ASSIGNMENT
Would you transcribe exactly the lines below, starting at the one that contains "a unit draw" and ending with the last line, both included? Leave out all other lines.

PROVIDED DATA
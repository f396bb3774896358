//! Damage calculation
//!
//! Combat math for skills and the enemy's counter-attack. Magnitudes are
//! whole percents (20 = 20%); modifiers are fractions (0.2 = 20%).

use crate::game::RandomSource;

/// Convert a whole-percent magnitude into a fraction
pub fn percent(magnitude: f32) -> f32 {
    magnitude / 100.0
}

/// Damage against a target carrying a defense-down debuff
pub fn amplified_damage(raw: f32, debuff: f32) -> f32 {
    raw * (1.0 + debuff)
}

/// Damage against a target carrying a defense-up buff
pub fn mitigated_damage(raw: f32, buff: f32) -> f32 {
    (raw * (1.0 - buff)).max(0.0)
}

/// Health-proportional amount (Lightning Strike damage, Aqua Mend healing)
pub fn percent_of_max(max_health: f32, magnitude: f32) -> f32 {
    max_health * percent(magnitude)
}

/// Roll a percent chance (0-100) against a unit draw
pub fn roll_chance(chance: f32, rng: &mut impl RandomSource) -> bool {
    if chance <= 0.0 {
        return false;
    }
    rng.next_unit() * 100.0 < chance
}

TASK RESPONSE
/// Roll a percent chance (0-100) against a unit draw
pub fn roll_chance(chance: f32, rng: &mut impl RandomSource) -> bool {
    if chance <= 0.0 {
        return false;
    }
    rng.next_unit() * 100.0 < chance
}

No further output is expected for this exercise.